Answer to Question 1
1
Rationale:
1. The client undergoing manual removal of the placenta will need either IV sedation or general anesthesia. An IV is necessary.
2. Anti-embolism stockings are used after major surgery that leads to immobility, thus increasing the risk of embolism. However, anti-embolism stockings are not needed for this client, because manual removal of the placenta is not major surgery, and does not lead to post-procedure immobility.
3. The client's partner or family member, or a nursery nurse, can feed the infant. The client is at risk for excessive blood loss due to retained placenta, and preparation for manual removal of the placenta is a higher priority at this time.
4. The placenta might be sent to pathology after it is removed, but preparing the client for manual removal of the placenta now is a higher priority.
Answer to Question 2
1
Rationale:
1. Squatting increases the diameter of the pelvic outlet, and might facilitate vaginal birth when cephalopelvic disproportion is a risk.

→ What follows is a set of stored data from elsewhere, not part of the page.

//! Error types for the record engine.

use thiserror::Error;

/// Result type for record-engine operations.
pub type CoreResult<T> = Result<T, CoreError>;

/// Errors that can occur in record-engine operations.
#[derive(Debug, Error)]
pub enum CoreError {
    /// Backing-store error.
    #[error("store error: {0}")]
    Store(#[from] kvrecord_store::StoreError),

    /// A strict lookup found no record.
    #[error("record not found: {type_name} {id}")]
    NotFound {
        /// The entity type that was searched.
        type_name: String,
        /// The id that was not found.
        id: i64,
    },

    /// A schema or association is declared or used incorrectly.
    #[error("configuration error: {message}")]
    Configuration {
        /// Description of the misconfiguration.
        message: String,
    },

    /// A zero or absent id was registered into a type-set.
    #[error("invalid identity for type {type_name}")]
    InvalidIdentity {
        /// The entity type whose identity was invalid.
        type_name: String,
    },

    /// An operation was attempted on an instance in the wrong state.
    #[error("precondition failed: {message}")]
    Precondition {
        /// Description of the violated precondition.
        message: String,
    },
}

impl CoreError {
    /// Creates a not-found error.
    pub fn not_found(type_name: impl Into<String>, id: i64) -> Self {
        Self::NotFound {
            type_name: type_name.into(),
            id,
        }
    }

    /// Creates a configuration error.
    pub fn configuration(message: impl Into<String>) -> Self {
        Self::Configuration {
            message: message.into(),
        }
    }

    /// Creates an invalid-identity error.
    pub fn invalid_identity(type_name: impl Into<String>) -> Self {
        Self::InvalidIdentity {
            type_name: type_name.into(),
        }
    }

    /// Creates a precondition error.
    pub fn precondition(message: impl Into<String>) -> Self {
        Self::Precondition {
            message: message.into(),
        }
    }
}
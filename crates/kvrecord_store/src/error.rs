//! Error types for store operations.

use std::io;
use thiserror::Error;

/// Result type for store operations.
pub type StoreResult<T> = Result<T, StoreError>;

/// Errors that can occur during backing-store operations.
#[derive(Debug, Error)]
pub enum StoreError {
    /// An I/O error occurred while talking to the store.
    #[error("I/O error: {0}")]
    Io(#[from] io::Error),

    /// A command was issued against a key holding a different value kind.
    #[error("wrong value kind at key {key}: expected {expected}")]
    WrongType {
        /// The key that was accessed.
        key: String,
        /// The value kind the command requires.
        expected: &'static str,
    },

    /// The store connection is closed.
    #[error("store is closed")]
    Closed,
}

impl StoreError {
    /// Creates a wrong-type error for a key.
    pub fn wrong_type(key: impl Into<String>, expected: &'static str) -> Self {
        Self::WrongType {
            key: key.into(),
            expected,
        }
    }
}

2. A client with a large fetus and a small pelvis has a higher-than-average chance of needing a cesarean. This client should either be given only clear liquids or be n.p.o. to reduce the risk of aspiration should a cesarean need to be performed.
3. The cervix is normally assessed when the client's labor status appears to have changed, or in order to determine whether cervical change is taking place. The cervix would be assessed more frequently if a client were in the active phase of labor, and cephalopelvic disproportion were a risk. Every eight hours is too far apart.
4. Although it is true that labor with a large fetus and a small pelvis could be prolonged, informing the couple of this fact is a psychosocial intervention. Physiologic interventions are a higher priority.